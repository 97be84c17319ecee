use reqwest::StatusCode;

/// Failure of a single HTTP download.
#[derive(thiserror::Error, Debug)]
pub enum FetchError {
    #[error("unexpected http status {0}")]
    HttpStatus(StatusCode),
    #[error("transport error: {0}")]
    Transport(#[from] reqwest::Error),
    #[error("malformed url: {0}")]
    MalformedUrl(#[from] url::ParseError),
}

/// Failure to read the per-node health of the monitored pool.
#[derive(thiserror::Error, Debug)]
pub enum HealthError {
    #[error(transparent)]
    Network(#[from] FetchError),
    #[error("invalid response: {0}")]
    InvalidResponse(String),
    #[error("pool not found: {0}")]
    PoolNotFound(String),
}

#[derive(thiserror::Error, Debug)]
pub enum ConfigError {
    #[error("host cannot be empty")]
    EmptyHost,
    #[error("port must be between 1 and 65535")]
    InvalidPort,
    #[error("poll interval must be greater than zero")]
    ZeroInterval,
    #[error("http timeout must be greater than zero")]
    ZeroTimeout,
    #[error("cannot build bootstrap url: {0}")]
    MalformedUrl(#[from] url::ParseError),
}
==============================
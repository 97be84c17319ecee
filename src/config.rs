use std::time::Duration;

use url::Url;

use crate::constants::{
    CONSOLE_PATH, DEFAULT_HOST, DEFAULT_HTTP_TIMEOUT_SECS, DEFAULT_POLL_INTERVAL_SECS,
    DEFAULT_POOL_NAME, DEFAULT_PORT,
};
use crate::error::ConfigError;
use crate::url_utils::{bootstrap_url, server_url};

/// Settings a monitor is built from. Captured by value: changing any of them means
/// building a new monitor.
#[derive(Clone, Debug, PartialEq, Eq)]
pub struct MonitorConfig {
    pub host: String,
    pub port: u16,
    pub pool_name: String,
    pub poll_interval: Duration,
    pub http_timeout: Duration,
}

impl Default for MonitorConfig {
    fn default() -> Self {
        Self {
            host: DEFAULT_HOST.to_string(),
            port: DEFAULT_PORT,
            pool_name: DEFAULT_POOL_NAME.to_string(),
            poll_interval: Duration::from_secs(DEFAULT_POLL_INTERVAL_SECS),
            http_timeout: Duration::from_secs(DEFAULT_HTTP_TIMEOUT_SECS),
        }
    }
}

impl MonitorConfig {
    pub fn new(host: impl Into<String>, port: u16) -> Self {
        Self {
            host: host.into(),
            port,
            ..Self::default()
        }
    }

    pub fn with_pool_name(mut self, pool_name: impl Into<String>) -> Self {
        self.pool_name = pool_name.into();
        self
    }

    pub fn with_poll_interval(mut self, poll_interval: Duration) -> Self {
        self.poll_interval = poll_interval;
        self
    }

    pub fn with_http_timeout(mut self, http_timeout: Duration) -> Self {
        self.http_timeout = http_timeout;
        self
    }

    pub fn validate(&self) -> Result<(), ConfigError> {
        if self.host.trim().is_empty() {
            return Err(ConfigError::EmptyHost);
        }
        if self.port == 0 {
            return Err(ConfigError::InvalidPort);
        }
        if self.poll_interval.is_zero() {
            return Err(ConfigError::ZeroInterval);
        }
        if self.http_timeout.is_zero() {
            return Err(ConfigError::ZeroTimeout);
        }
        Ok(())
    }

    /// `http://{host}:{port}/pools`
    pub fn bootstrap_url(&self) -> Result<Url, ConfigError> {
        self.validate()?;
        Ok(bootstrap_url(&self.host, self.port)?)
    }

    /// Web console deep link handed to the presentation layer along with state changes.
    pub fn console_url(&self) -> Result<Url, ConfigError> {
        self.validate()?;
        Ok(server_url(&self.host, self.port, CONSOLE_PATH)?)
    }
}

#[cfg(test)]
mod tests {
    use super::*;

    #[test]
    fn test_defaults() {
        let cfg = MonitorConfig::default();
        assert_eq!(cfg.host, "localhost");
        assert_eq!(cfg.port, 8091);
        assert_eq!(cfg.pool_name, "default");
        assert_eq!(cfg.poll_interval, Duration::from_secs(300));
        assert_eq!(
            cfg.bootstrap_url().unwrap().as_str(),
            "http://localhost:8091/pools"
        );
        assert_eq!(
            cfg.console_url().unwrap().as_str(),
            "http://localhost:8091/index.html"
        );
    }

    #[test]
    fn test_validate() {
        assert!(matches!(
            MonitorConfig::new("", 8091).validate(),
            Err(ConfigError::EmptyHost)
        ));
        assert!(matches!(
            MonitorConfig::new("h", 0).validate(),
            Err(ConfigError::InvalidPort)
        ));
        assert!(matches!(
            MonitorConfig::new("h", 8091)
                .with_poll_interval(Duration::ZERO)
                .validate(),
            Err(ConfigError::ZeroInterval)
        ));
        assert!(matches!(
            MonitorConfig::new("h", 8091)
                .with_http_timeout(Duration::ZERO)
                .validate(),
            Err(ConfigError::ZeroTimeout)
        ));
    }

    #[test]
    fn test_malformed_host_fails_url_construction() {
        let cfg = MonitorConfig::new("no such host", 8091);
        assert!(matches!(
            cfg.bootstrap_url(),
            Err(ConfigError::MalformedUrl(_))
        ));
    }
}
==============================
Working through the entries above, copy every line in which "return" is found.

**Exercise result**.
            return Err(ConfigError::EmptyHost);
            return Err(ConfigError::InvalidPort);
            return Err(ConfigError::ZeroInterval);
            return Err(ConfigError::ZeroTimeout);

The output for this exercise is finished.